→ **ACTIVITY**
Read the entries below and pull out each line with the string "departure".
** DATA FOR PROCESSING follows **
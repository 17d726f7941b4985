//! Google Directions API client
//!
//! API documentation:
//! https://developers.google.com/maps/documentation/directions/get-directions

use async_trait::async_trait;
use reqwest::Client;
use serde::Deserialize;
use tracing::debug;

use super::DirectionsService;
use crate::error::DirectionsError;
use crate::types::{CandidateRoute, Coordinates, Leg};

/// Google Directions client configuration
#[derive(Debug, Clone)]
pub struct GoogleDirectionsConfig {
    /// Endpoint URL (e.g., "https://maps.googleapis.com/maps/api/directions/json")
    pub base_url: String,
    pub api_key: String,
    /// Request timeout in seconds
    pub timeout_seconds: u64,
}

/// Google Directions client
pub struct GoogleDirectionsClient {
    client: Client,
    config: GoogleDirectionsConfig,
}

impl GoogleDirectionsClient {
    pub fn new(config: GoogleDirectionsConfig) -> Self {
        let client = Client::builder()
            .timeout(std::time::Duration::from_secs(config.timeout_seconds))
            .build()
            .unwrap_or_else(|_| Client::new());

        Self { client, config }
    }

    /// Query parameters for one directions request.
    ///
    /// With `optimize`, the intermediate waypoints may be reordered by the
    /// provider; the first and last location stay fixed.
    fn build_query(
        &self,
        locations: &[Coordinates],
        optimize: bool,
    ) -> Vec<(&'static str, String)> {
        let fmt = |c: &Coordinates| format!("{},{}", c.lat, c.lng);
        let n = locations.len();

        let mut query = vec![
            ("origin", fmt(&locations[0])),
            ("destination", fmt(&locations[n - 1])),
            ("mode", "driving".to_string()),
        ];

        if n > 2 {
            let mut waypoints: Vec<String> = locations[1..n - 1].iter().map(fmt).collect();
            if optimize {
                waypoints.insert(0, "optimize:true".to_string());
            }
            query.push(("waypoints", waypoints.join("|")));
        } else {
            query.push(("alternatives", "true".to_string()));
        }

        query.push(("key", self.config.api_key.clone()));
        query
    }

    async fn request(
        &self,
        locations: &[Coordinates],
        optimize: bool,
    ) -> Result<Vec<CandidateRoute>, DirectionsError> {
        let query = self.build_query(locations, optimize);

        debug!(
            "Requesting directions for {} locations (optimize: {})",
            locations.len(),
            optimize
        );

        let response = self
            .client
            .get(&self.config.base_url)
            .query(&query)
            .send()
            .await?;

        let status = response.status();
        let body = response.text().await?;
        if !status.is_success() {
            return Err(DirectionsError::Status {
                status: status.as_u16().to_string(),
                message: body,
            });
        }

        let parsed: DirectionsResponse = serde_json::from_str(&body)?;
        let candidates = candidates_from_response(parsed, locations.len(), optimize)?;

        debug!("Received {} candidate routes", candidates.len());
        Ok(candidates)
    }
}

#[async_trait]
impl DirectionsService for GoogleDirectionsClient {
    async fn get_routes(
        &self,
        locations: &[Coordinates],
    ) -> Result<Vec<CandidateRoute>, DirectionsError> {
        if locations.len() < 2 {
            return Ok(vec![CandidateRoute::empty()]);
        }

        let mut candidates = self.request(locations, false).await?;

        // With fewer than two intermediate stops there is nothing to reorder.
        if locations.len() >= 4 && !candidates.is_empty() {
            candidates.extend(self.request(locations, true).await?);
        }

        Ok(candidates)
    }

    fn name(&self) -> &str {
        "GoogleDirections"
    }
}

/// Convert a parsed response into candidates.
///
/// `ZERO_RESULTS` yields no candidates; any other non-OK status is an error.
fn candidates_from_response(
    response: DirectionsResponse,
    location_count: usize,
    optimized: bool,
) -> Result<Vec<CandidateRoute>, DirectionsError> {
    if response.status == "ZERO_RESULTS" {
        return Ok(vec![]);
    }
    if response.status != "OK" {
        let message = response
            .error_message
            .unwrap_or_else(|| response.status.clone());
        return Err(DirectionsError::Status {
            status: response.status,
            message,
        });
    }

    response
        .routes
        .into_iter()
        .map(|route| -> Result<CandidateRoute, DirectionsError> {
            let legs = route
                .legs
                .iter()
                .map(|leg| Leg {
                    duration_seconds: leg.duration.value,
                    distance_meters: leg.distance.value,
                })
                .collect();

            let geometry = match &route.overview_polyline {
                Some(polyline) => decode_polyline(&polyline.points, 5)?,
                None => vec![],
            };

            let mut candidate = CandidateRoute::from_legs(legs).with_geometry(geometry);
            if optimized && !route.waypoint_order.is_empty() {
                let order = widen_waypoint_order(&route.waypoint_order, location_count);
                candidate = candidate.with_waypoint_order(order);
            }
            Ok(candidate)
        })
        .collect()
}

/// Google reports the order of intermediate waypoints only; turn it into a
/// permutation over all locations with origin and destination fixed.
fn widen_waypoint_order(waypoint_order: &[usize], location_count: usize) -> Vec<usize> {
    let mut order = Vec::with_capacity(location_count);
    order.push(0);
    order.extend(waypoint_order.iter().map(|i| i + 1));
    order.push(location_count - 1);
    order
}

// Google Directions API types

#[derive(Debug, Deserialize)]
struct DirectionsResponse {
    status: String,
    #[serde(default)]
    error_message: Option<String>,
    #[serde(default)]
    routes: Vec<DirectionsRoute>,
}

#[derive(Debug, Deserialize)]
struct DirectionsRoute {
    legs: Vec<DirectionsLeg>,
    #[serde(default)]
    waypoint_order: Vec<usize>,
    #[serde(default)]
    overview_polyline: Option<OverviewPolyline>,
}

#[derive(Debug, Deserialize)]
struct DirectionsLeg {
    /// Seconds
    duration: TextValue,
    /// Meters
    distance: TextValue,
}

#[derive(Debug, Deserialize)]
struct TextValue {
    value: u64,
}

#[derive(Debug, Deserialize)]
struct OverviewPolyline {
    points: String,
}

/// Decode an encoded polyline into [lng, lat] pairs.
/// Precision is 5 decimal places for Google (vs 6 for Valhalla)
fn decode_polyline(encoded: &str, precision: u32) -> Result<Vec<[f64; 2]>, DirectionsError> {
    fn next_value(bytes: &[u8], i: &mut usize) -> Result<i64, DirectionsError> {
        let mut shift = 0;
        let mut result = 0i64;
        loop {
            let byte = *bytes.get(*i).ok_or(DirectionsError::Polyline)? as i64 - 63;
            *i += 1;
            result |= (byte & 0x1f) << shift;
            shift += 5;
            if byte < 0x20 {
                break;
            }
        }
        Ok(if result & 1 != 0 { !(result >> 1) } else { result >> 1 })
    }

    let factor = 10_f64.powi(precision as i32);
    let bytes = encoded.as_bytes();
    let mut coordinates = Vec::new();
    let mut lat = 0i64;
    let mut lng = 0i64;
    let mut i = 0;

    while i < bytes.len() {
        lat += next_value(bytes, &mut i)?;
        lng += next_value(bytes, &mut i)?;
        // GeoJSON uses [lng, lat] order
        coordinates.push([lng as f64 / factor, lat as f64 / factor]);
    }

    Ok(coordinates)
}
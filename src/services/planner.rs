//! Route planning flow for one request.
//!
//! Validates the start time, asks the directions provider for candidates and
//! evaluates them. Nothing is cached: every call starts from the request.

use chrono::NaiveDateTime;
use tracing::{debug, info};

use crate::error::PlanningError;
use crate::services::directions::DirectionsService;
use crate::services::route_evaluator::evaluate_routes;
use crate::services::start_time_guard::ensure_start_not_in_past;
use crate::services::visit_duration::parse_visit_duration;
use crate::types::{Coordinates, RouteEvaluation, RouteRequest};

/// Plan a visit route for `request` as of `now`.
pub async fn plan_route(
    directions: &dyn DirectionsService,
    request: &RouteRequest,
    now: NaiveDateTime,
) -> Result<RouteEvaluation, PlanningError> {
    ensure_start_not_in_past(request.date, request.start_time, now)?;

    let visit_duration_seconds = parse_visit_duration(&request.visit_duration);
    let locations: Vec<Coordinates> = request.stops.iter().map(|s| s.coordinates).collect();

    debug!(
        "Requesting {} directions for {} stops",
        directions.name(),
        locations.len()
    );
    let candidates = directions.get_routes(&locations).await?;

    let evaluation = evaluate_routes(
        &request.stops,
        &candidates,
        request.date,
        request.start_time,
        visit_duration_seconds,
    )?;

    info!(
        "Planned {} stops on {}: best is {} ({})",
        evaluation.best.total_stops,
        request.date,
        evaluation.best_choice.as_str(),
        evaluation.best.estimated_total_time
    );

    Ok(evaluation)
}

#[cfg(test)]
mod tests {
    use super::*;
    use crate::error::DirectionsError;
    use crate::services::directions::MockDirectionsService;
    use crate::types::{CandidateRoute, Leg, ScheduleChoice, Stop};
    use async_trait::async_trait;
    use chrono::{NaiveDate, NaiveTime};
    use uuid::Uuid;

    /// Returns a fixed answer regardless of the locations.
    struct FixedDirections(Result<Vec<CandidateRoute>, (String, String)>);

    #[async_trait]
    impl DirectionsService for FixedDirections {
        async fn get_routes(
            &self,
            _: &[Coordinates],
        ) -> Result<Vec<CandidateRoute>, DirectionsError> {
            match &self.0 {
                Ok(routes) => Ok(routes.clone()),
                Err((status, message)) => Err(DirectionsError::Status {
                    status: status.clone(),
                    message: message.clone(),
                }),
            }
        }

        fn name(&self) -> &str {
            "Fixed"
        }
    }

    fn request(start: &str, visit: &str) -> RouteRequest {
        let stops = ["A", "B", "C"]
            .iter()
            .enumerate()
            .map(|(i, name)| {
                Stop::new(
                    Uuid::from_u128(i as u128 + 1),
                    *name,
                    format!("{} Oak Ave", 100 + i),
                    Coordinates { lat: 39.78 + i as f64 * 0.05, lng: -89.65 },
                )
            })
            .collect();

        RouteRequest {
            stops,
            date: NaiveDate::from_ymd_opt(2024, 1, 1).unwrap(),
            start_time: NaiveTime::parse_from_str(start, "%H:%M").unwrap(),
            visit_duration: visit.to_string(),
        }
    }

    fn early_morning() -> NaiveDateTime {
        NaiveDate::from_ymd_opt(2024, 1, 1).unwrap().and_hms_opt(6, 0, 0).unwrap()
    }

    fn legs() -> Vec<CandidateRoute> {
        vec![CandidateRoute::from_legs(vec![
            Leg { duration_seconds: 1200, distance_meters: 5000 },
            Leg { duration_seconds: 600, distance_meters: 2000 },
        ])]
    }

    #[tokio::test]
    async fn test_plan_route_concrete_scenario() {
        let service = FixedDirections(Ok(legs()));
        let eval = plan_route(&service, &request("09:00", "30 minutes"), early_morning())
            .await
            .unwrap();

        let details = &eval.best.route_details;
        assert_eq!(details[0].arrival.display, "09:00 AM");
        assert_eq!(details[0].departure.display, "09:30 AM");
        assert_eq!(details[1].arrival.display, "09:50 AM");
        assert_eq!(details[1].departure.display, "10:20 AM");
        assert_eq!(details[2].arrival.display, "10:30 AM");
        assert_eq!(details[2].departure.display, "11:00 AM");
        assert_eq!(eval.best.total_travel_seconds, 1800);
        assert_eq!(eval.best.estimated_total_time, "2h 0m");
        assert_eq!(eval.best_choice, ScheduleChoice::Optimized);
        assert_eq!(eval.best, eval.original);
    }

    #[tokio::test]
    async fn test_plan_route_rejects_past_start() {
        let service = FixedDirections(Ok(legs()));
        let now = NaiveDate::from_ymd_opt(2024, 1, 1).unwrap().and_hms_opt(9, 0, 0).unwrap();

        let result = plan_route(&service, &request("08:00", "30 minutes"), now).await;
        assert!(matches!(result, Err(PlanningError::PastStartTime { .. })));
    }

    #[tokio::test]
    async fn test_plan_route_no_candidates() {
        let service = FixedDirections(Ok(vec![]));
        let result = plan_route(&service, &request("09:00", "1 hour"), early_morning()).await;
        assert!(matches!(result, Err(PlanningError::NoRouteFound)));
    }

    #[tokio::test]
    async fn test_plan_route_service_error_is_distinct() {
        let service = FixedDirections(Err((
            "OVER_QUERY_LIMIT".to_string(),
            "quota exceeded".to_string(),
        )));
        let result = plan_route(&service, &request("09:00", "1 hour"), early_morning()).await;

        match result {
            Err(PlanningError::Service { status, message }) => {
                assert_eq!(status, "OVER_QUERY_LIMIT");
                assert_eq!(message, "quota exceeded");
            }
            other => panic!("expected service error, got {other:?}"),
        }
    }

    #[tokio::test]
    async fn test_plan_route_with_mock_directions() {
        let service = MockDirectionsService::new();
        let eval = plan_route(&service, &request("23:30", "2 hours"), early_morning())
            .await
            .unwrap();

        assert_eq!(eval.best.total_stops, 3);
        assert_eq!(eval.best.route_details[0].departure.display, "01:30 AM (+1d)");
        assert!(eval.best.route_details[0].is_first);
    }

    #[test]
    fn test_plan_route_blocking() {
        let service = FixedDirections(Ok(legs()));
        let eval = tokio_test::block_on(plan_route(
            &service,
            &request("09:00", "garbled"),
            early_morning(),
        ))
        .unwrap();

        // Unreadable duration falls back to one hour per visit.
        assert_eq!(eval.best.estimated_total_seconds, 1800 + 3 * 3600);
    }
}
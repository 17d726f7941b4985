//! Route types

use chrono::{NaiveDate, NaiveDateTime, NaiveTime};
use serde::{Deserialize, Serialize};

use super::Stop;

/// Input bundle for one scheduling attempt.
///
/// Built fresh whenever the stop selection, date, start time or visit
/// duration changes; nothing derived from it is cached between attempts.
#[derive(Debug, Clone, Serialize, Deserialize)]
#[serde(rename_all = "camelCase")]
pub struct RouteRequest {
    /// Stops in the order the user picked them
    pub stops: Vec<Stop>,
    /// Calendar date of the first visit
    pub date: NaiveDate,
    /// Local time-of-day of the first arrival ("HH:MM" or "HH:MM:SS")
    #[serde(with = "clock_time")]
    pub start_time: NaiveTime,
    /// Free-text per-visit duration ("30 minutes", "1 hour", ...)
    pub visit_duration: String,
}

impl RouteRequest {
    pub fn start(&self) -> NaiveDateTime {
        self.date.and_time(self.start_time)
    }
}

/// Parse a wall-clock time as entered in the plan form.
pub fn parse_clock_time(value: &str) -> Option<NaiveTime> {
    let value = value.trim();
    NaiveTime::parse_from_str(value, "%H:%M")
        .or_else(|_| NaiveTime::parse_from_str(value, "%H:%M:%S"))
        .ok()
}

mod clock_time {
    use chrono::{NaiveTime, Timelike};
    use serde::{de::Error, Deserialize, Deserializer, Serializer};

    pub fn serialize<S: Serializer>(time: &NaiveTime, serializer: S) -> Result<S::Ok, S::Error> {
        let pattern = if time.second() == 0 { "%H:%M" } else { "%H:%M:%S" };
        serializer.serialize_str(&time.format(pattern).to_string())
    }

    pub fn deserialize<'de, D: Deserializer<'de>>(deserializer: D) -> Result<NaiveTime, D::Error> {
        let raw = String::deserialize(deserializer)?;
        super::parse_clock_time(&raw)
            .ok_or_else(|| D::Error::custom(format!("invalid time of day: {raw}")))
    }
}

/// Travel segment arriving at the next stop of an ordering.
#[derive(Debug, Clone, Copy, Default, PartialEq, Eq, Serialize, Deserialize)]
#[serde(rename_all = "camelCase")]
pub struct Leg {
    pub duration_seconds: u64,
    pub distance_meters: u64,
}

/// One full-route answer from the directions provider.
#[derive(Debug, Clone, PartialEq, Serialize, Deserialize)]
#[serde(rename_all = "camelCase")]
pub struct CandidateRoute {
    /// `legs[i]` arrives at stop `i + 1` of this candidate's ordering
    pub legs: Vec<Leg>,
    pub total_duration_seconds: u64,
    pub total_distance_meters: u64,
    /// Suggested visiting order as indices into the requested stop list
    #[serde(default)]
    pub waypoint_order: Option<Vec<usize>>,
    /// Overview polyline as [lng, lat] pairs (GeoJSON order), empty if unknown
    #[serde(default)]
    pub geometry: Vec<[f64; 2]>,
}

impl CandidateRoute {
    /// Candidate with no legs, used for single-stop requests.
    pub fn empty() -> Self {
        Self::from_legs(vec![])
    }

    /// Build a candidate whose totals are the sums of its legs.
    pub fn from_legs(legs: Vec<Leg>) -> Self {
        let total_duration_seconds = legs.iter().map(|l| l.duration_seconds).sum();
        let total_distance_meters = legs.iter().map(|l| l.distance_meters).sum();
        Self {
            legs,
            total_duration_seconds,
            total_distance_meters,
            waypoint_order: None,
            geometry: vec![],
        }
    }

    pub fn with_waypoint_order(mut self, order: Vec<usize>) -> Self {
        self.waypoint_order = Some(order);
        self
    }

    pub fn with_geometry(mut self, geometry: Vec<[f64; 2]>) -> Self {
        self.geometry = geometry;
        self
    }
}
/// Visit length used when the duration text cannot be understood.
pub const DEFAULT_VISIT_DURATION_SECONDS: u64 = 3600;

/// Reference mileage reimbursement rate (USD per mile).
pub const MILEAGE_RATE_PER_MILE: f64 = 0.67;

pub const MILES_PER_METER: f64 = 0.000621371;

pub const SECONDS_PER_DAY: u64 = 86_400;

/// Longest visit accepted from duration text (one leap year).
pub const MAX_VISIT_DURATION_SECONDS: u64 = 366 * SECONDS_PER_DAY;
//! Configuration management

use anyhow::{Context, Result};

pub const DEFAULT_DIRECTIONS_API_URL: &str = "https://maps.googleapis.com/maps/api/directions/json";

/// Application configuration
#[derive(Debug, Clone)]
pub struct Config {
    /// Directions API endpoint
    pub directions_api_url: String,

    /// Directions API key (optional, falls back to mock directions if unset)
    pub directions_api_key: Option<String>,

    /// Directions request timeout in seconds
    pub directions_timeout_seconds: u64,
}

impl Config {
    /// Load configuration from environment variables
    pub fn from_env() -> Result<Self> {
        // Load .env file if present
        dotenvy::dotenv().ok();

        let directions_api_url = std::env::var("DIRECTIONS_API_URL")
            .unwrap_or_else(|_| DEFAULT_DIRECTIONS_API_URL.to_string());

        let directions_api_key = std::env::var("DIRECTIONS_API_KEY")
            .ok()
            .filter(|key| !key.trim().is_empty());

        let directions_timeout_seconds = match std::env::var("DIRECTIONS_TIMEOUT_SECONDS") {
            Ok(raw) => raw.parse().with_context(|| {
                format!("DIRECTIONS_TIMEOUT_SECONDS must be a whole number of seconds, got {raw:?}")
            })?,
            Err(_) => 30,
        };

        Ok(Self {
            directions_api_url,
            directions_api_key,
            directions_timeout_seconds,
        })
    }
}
** End of DATA FOR PROCESSING **
→ **ANSWER BOX**
        assert_eq!(details[0].departure.display, "09:30 AM");
        assert_eq!(details[1].departure.display, "10:20 AM");
        assert_eq!(details[2].departure.display, "11:00 AM");
        assert_eq!(eval.best.route_details[0].departure.display, "01:30 AM (+1d)");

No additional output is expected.